Da sinistra, Vincenzo Moretta e Achille Coppola
in foto: Da sinistra, Vincenzo Moretta e Achille Coppola

"Anche i commercialisti vivono il dramma del precariato, che coinvolge soprattutto i più giovani, gravati dallo sfruttamento e dall'abuso della dipendenza economica. Si tratta di una situazione di emergenza alla quale si sta cercando di rimediare". A parlare è Achille Coppola, segretario nazionale dei commercialisti, commentando alcune delle motivazioni che spingeranno i professionisti italiani a scendere in piazza il prossimo 14 dicembre alle ore 11 in piazza Santi Apostoli a Roma nella mobilitazione promossa dal Comitato Manifestazione Unitaria Commercialisti promosso dai sindacati Adc, Aidc, Anc, Andoc, Unagraco, Ungdcec e Unico. “In sede istituzionale – spiega – è in fase di elaborazione un disegno di legge che contempla le misure per la tutela del lavoro autonomo non imprenditoriale, tra cui i professionisti. Il disegno di legge, approvato dal Senato e in attesa di essere sottoposto all’esame della Camera, prevede ‘il divieto di abuso di dipendenza economica', un importante strumento di protezione anche per i professionisti intellettuali contro le più disparate forma di prevaricazione da parte di clienti e committenti che si trovano in una posizione di forza contrattuale”.
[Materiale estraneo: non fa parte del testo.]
#[cfg(test)]
mod tests {
    use super::*;
    use crate::storage::InMemoryCredentialStore;
    use std::fs;
    use std::os::unix::fs::PermissionsExt;
    use std::path::PathBuf;
    use std::sync::atomic::AtomicUsize;
    use std::time::Duration;
    use tokio::io::{AsyncReadExt, AsyncWriteExt};
    use tokio::net::TcpStream;
    use tokio_test::assert_ok;

    fn resource_dir() -> PathBuf {
        static NEXT: AtomicUsize = AtomicUsize::new(0);
        let dir = std::env::temp_dir().join(format!(
            "miniserver-e2e-{}-{}",
            std::process::id(),
            NEXT.fetch_add(1, Ordering::Relaxed)
        ));
        fs::create_dir_all(&dir).unwrap();

        for (name, body) in [
            ("index.html", "<h1>index</h1>"),
            ("404.html", "<h1>missing</h1>"),
            ("welcome.html", "<h1>welcome</h1>"),
            ("error.html", "<h1>error</h1>"),
            ("app.js", "console.log(1);"),
        ] {
            fs::write(dir.join(name), body).unwrap();
            fs::set_permissions(dir.join(name), fs::Permissions::from_mode(0o644)).unwrap();
        }
        fs::write(dir.join("secret.html"), "hidden").unwrap();
        fs::set_permissions(dir.join("secret.html"), fs::Permissions::from_mode(0o600)).unwrap();
        dir
    }

    fn test_config() -> ServerConfig {
        ServerConfig {
            host: "127.0.0.1".to_string(),
            port: 0,
            worker_threads: 2,
            idle_timeout: Some(Duration::from_secs(5)),
            resource_dir: resource_dir(),
            ..ServerConfig::default()
        }
    }

    fn start(config: ServerConfig) -> ServerHandle {
        let handler = RequestHandler::from_config(&config);
        Server::start(config, handler).unwrap()
    }

    async fn stop(handle: ServerHandle) {
        let dir = handle.config().resource_dir.clone();
        handle.shutdown();
        let joined = tokio::task::spawn_blocking(move || handle.join()).await.unwrap();
        assert_ok!(joined);
        fs::remove_dir_all(dir).ok();
    }

    /// Reads one response at a time off a stream, keeping leftover bytes.
    struct ResponseReader {
        stream: TcpStream,
        buf: Vec<u8>,
    }

    impl ResponseReader {
        fn new(stream: TcpStream) -> Self {
            Self {
                stream,
                buf: Vec::new(),
            }
        }

        async fn fill(&mut self) -> usize {
            let mut chunk = [0u8; 4096];
            let n = tokio::time::timeout(Duration::from_secs(3), self.stream.read(&mut chunk))
                .await
                .expect("timed out waiting for response")
                .unwrap();
            self.buf.extend_from_slice(&chunk[..n]);
            n
        }

        /// Returns (head, body) of the next response.
        async fn next(&mut self) -> (String, String) {
            let head_end = loop {
                if let Some(pos) = self.buf.windows(4).position(|w| w == b"\r\n\r\n") {
                    break pos + 4;
                }
                assert!(self.fill().await > 0, "connection closed mid-response");
            };
            let head = String::from_utf8(self.buf[..head_end].to_vec()).unwrap();
            let length: usize = head
                .lines()
                .find_map(|l| l.strip_prefix("Content-Length: "))
                .unwrap()
                .trim()
                .parse()
                .unwrap();

            while self.buf.len() < head_end + length {
                assert!(self.fill().await > 0, "connection closed mid-body");
            }
            let body = String::from_utf8(self.buf[head_end..head_end + length].to_vec()).unwrap();
            self.buf.drain(..head_end + length);
            (head, body)
        }

        async fn expect_eof(&mut self) {
            assert_eq!(self.fill().await, 0);
        }
    }

    async fn connect(handle: &ServerHandle) -> ResponseReader {
        ResponseReader::new(TcpStream::connect(handle.local_addr()).await.unwrap())
    }

    #[tokio::test]
    async fn test_keep_alive_pipelined_requests() {
        let handle = start(test_config());
        let mut client = connect(&handle).await;

        client
            .stream
            .write_all(
                b"GET / HTTP/1.1\r\nConnection: keep-alive\r\n\r\n\
                  GET /app.js HTTP/1.1\r\nConnection: keep-alive\r\n\r\n",
            )
            .await
            .unwrap();

        let (head, body) = client.next().await;
        assert!(head.starts_with("HTTP/1.1 200 OK\r\n"));
        assert!(head.contains("Connection: keep-alive\r\n"));
        assert!(head.contains("Keep-Alive: max=6, timeout=5\r\n"));
        assert_eq!(body, "<h1>index</h1>");

        let (head, body) = client.next().await;
        assert!(head.contains("Content-Type: text/javascript\r\n"));
        assert_eq!(body, "console.log(1);");

        // Same connection still usable afterwards.
        client
            .stream
            .write_all(b"GET /index HTTP/1.1\r\n\r\n")
            .await
            .unwrap();
        let (head, _) = client.next().await;
        assert!(head.contains("Connection: close\r\n"));
        client.expect_eof().await;

        stop(handle).await;
    }

    #[tokio::test]
    async fn test_not_found_and_forbidden() {
        let handle = start(test_config());

        let mut client = connect(&handle).await;
        client
            .stream
            .write_all(b"GET /nope.png HTTP/1.1\r\nConnection: keep-alive\r\n\r\n")
            .await
            .unwrap();
        let (head, body) = client.next().await;
        assert!(head.starts_with("HTTP/1.1 404 Not Found\r\n"));
        assert_eq!(body, "<h1>missing</h1>");

        client
            .stream
            .write_all(b"GET /secret.html HTTP/1.1\r\n\r\n")
            .await
            .unwrap();
        let (head, body) = client.next().await;
        assert!(head.starts_with("HTTP/1.1 403 Forbidden\r\n"));
        assert!(body.contains("403 : Forbidden"));

        stop(handle).await;
    }

    #[tokio::test]
    async fn test_malformed_request_gets_400() {
        let handle = start(test_config());
        let mut client = connect(&handle).await;

        client.stream.write_all(b"GET /\r\n").await.unwrap();
        let (head, _) = client.next().await;
        assert!(head.starts_with("HTTP/1.1 400 Bad Request\r\nConnection: close\r\n"));
        client.expect_eof().await;

        stop(handle).await;
    }

    #[tokio::test]
    async fn test_register_then_login() {
        let handle = start(test_config());

        let post = |path: &str, body: &str| {
            format!(
                "POST {} HTTP/1.1\r\nContent-Type: application/x-www-form-urlencoded\r\n\
                 Content-Length: {}\r\nConnection: keep-alive\r\n\r\n{}",
                path,
                body.len(),
                body
            )
        };

        let mut client = connect(&handle).await;
        for (path, body, expected) in [
            ("/login", "username=ariz&password=pw", "<h1>error</h1>"),
            ("/register", "username=ariz&password=pw", "<h1>welcome</h1>"),
            ("/register", "username=ariz&password=other", "<h1>error</h1>"),
            ("/login", "username=ariz&password=pw", "<h1>welcome</h1>"),
            ("/login", "username=ariz&password=bad", "<h1>error</h1>"),
        ] {
            client.stream.write_all(post(path, body).as_bytes()).await.unwrap();
            let (head, got) = client.next().await;
            assert!(head.starts_with("HTTP/1.1 200 OK\r\n"));
            assert_eq!(got, expected, "{} {}", path, body);
        }

        stop(handle).await;
    }

    #[tokio::test]
    async fn test_connection_ceiling_returns_503() {
        let config = ServerConfig {
            max_connections: 1,
            ..test_config()
        };
        let handle = start(config);

        let mut first = connect(&handle).await;
        first
            .stream
            .write_all(b"GET / HTTP/1.1\r\nConnection: keep-alive\r\n\r\n")
            .await
            .unwrap();
        first.next().await;
        assert_eq!(handle.stats().active(), 1);

        let mut second = connect(&handle).await;
        let (head, body) = second.next().await;
        assert!(head.starts_with("HTTP/1.1 503 Service Unavailable\r\n"));
        assert_eq!(body, "Server Busy!");
        second.expect_eof().await;
        assert_eq!(
            handle.stats().connections_rejected.load(Ordering::Relaxed),
            1
        );

        stop(handle).await;
    }

    #[tokio::test]
    async fn test_level_triggered_mode() {
        let config = ServerConfig {
            edge_triggered: false,
            worker_threads: 1,
            ..test_config()
        };
        let handle = start(config);

        for _ in 0..3 {
            let mut client = connect(&handle).await;
            client
                .stream
                .write_all(b"GET /index.html HTTP/1.1\r\n\r\n")
                .await
                .unwrap();
            let (head, body) = client.next().await;
            assert!(head.starts_with("HTTP/1.1 200 OK\r\n"));
            assert_eq!(body, "<h1>index</h1>");
        }

        stop(handle).await;
    }

    #[tokio::test]
    async fn test_idle_timeout_closes_connection() {
        let config = ServerConfig {
            idle_timeout: Some(Duration::from_millis(200)),
            ..test_config()
        };
        let handle = start(config);

        let mut client = connect(&handle).await;
        client.expect_eof().await;

        stop(handle).await;
    }

    #[tokio::test]
    async fn test_shutdown_stops_accepting() {
        let handle = start(test_config());
        let addr = handle.local_addr();
        let mut client = connect(&handle).await;
        tokio::time::sleep(Duration::from_millis(50)).await;

        stop(handle).await;

        client.expect_eof().await;
        assert!(TcpStream::connect(addr).await.is_err());
    }

    #[test]
    fn test_start_fails_on_taken_port() {
        let first = start(test_config());
        let taken = ServerConfig {
            port: first.local_addr().port(),
            ..test_config()
        };

        let result = Server::start(taken, RequestHandler::new(
            Arc::new(crate::service::MemoryContentProvider::new()),
            Arc::new(InMemoryCredentialStore::new()),
        ));
        assert!(matches!(result, Err(ServerError::Bind { .. })));

        first.shutdown();
        assert!(first.join().is_ok());
    }
}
“L’iniziativa del legislatore – ha concluso il segretario nazionale dei commercialisti – lascia però allo scoperto il delicato problema dell’applicabilità della norma sull’abuso di dipendenza economica ai rapporti di lavoro autonomo (specie dei professionisti intellettuali) con le pubbliche amministrazioni, per i quali è maggiormente avvertita l’esigenza di garantire forme di protezione rispetto a pratiche abusive ricorrenti, soprattutto per quanto concerne l’adeguata determinazione del compenso dovuto e i cronici ritardi nei pagamenti”.